If considering boosting your career or your business through an MBA, you will want to know what the return on your investment might be, as well as the timeframe in which you’ll recover your initial monetary contribution.
The tuition fee you pay will depend on where you are planning on studying and often, but not always, where you live. Prices will differ for an MBA, based on the school you’ll be studying at but also the country and city the campus is based in. For example, studying a 1-year MBA at the Hult International Business School in London will set you back $60,000 in tuition costs. Top universities in different countries will have different tuition fees, ranging from £53,000 to over £170,000 for the most expensive ones. However, it’s good to keep in mind that and MBA continues to be a reliable magnifier of salary potential.
Besides tuition fees, you’re also looking at the cost of living for a year without a salary if you you’ll be studying full-time. Most of the best business schools tend to be located in cities with important global business links. Living costs are, therefore, higher. In London, you can expect to need around £13,000 for accommodation and £8,000 for spending money. The Hult Business School also advises students to have another £980 for insurance, £400 for library costs and £1000 for extra course costs.
You also need to consider the cost of funding your course. If you’re lucky, then you have saved up the cost of your tuition fees already or have an employer or relative who is willing to support you financially. Otherwise, you will need to borrow the money from a financial institution. Most business schools look for talented students regardless of their ability to cover the costs by themselves, so check to see what scholarships and bursaries are available when you apply.
Most people take an MBA in a single year, but there are part-time options, especially Executive MBAs which are aimed at those already working. If you plan to study full-time, then you will be taking a year out of your career. Moreover, even with part-time study, you will be taking some attention and effort away from your work to put it into study. This is a non-financial cost consideration as is the emotional cost of moving to a new town or city. Studying full or part-time is a big commitment and you will have to miss out on other aspects of your life to concentrate on your studies. However, it bears extremely rewarding fruit.
Trying to financially quantify the connections you will make while studying and future career opportunities that these will open up is difficult. You’ll be creating bonds not only with visiting lecturers and contacts you meet while out on placements, but also fellow students and alumni as well. These will end up opening new doors, facilitating your career progression offer opportunities you may have otherwise not had.
Post-MBA salary expectations
What you’ll expect to be paid post MBA depends on the sector you end up going into after graduation. If you enter the Financial industry, then you can expect to earn a higher salary than those entering Marketing, for example. Average post-MBA salaries in the US are around $142,000 after 5 years, but again this is highly dependent on what you go into. Globally, a post-MBA salary of around $100,000 is what graduates from some of the best business schools can expect.
When will you recover the costs of the MBA?

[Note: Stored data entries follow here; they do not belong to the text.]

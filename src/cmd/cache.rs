//! The `cache` subcommand.

use clap::{Args, Subcommand};
use tokio::io::AsyncWriteExt as _;
use url::Url;

use crate::{
    async_utils::io::create_writer,
    offline_cache::{
        CACHE_NAME, CacheStorage, FetchOutcome, Network as _, OfflineCache, ReqwestNetwork,
        Request,
    },
    prelude::*,
};

/// Offline cache command line arguments.
#[derive(Debug, Args)]
pub struct CacheOpts {
    /// Where to keep cached assets.
    #[clap(
        long,
        value_name = "DIR",
        env = "ISIL_OCR_CACHE_DIR",
        default_value = ".isil-ocr-cache"
    )]
    pub cache_dir: PathBuf,

    /// The origin whose assets we cache.
    #[clap(
        long,
        value_name = "URL",
        env = "ISIL_OCR_ORIGIN",
        default_value = "http://localhost:8080/"
    )]
    pub origin: Url,

    /// The name of the current cache bucket.
    #[clap(long, default_value = CACHE_NAME)]
    pub cache_name: String,

    #[clap(subcommand)]
    pub action: CacheAction,
}

impl CacheOpts {
    /// Are we using stdout for output?
    pub fn using_stdout_for_output(&self) -> bool {
        match &self.action {
            CacheAction::Fetch { output_path, .. } => {
                output_path.as_deref().is_none_or(|p| p == Path::new("-"))
            }
            CacheAction::List => true,
            _ => false,
        }
    }
}

/// Things we can do with the cache.
#[derive(Debug, Subcommand)]
pub enum CacheAction {
    /// Fetch and store the app's core assets.
    Install,
    /// Delete caches left behind by older versions.
    Activate,
    /// Fetch a URL through the cache.
    Fetch {
        /// The URL to fetch, absolute or relative to the origin.
        url: String,

        /// Treat this as a page load, which may fall back to the cached root
        /// page when offline.
        #[clap(long)]
        document: bool,

        /// Where to write the response body.
        #[clap(short = 'o', long = "out")]
        output_path: Option<PathBuf>,
    },
    /// Fetch and store extra URLs.
    Add {
        /// URLs to cache, absolute or relative to the origin.
        #[clap(required = true)]
        urls: Vec<String>,
    },
    /// List the URLs in the current cache.
    List,
}

/// The `cache` subcommand.
#[instrument(level = "debug", skip_all)]
pub async fn cmd_cache(opts: &CacheOpts) -> Result<()> {
    let network = Arc::new(ReqwestNetwork::new(opts.origin.clone())?);
    let cache = OfflineCache::new(
        opts.cache_name.clone(),
        opts.origin.clone(),
        CacheStorage::new(&opts.cache_dir),
        network.clone(),
    );

    match &opts.action {
        CacheAction::Install => {
            let count = cache.install().await?;
            info!("Cached {} asset(s) in {}", count, cache.cache_name());
        }
        CacheAction::Activate => {
            let deleted = cache.activate().await?;
            info!("Deleted {} old cache(s)", deleted.len());
        }
        CacheAction::Add { urls } => {
            let count = cache.add_urls(urls.as_slice()).await?;
            info!("Cached {} URL(s) in {}", count, cache.cache_name());
        }
        CacheAction::List => {
            let mut wtr = create_writer(None).await?;
            for url in cache.open().await?.keys().await? {
                wtr.write_all(format!("{}\n", url).as_bytes())
                    .await
                    .context("Failed to write URL")?;
            }
            wtr.flush().await.context("Failed to flush output")?;
        }
        CacheAction::Fetch {
            url,
            document,
            output_path,
        } => {
            let url = opts
                .origin
                .join(url)
                .with_context(|| format!("Invalid URL {:?}", url))?;
            let request = if *document {
                Request::navigate(url)
            } else {
                Request::get(url)
            };

            let response = match cache.fetch(&request).await? {
                FetchOutcome::Passthrough => {
                    debug!("Request bypasses the cache");
                    network.fetch(&request).await?
                }
                FetchOutcome::Cached(response) => {
                    info!("Served from cache");
                    response
                }
                FetchOutcome::Network(response) => {
                    info!("Served from network");
                    response
                }
                FetchOutcome::Fallback(response) => {
                    warn!("Offline, served the cached root page");
                    response
                }
            };
            if response.status != 200 {
                warn!(status = response.status, "Unexpected HTTP status");
            }

            let mut wtr = create_writer(output_path.as_deref()).await?;
            wtr.write_all(&response.body)
                .await
                .context("Failed to write response body")?;
            wtr.flush().await.context("Failed to flush response body")?;
        }
    }
    Ok(())
}
//! Excel export.

use rust_xlsxwriter::Workbook;

use crate::{pipeline::RecognitionResult, prelude::*};

use super::format_confidence;

/// The worksheet name.
const SHEET_NAME: &str = "OCR Sonuçları";

/// Column headers, in order.
const HEADERS: [&str; 3] = ["Dosya Adı", "Güven Skoru", "Metin"];

/// The most characters Excel allows in a single cell.
const MAX_CELL_CHARS: usize = 32_767;

/// Encode results as an `.xlsx` workbook with one row per result.
pub fn encode(results: &[RecognitionResult]) -> Result<Vec<u8>> {
    let mut workbook = Workbook::new();
    let worksheet = workbook.add_worksheet();
    worksheet.set_name(SHEET_NAME)?;

    for (col, header) in HEADERS.iter().enumerate() {
        worksheet.write_string(0, col as u16, *header)?;
    }
    worksheet.set_column_width(0, 30)?;
    worksheet.set_column_width(1, 14)?;
    worksheet.set_column_width(2, 80)?;

    for (idx, result) in results.iter().enumerate() {
        let row = u32::try_from(idx + 1).context("too many results for a worksheet")?;
        worksheet.write_string(row, 0, &result.file_name)?;
        worksheet.write_string(row, 1, format_confidence(result.confidence))?;
        worksheet.write_string(row, 2, truncate_for_cell(&result.file_name, &result.text))?;
    }

    workbook
        .save_to_buffer()
        .context("failed to build Excel workbook")
}

/// Cut `text` down to what fits in one cell.
fn truncate_for_cell<'a>(file_name: &str, text: &'a str) -> &'a str {
    match text.char_indices().nth(MAX_CELL_CHARS) {
        Some((byte_idx, _)) => {
            warn!(
                file_name = %file_name,
                "Text is too long for a spreadsheet cell, truncating to {} characters",
                MAX_CELL_CHARS,
            );
            &text[..byte_idx]
        }
        None => text,
    }
}

#[cfg(test)]
mod tests {
    use super::*;
    use crate::export::testing::{read_zip_entry, sample_results};

    #[test]
    fn test_rows_contain_name_confidence_and_text() {
        let bytes = encode(&sample_results()).unwrap();

        let strings = read_zip_entry(&bytes, "xl/sharedStrings.xml");
        for expected in [
            "Dosya Adı",
            "Güven Skoru",
            "Metin",
            "a.png",
            "92.3%",
            "Merhaba",
            "b.png",
            "81.0%",
            "World",
        ] {
            assert!(strings.contains(expected), "missing {:?}", expected);
        }

        // A header row and two data rows.
        let sheet = read_zip_entry(&bytes, "xl/worksheets/sheet1.xml");
        assert!(sheet.contains(r#"<row r="3""#));
        assert!(!sheet.contains(r#"<row r="4""#));

        let workbook = read_zip_entry(&bytes, "xl/workbook.xml");
        assert!(workbook.contains("OCR Sonuçları"));
    }

    #[test]
    fn test_empty_results_have_only_headers() {
        let bytes = encode(&[]).unwrap();
        let sheet = read_zip_entry(&bytes, "xl/worksheets/sheet1.xml");
        assert!(sheet.contains(r#"<row r="1""#));
        assert!(!sheet.contains(r#"<row r="2""#));
    }

    #[test]
    fn test_truncate_for_cell() {
        assert_eq!(truncate_for_cell("a.png", "kısa"), "kısa");

        let long = "ş".repeat(MAX_CELL_CHARS + 10);
        let truncated = truncate_for_cell("a.png", &long);
        assert_eq!(truncated.chars().count(), MAX_CELL_CHARS);
    }
}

Money-wise, it all depends on what you earn before your MBA, what you spent funding your MBA and your living expenses during your studies. Some calculations come in as taking around 4 years to payback an MBA and after 10 years a return on your investment of $210,000, generally you’ll need to adapt that to your own specific circumstances.
What you will get with an MBA is an opportunity to meet experienced professionals who can help and assist you in your career plans. You will also meet and become friends with people who will go on to be colleagues in the future. If you have a business idea, then you will also gain the entrepreneurial skills to develop and build your idea.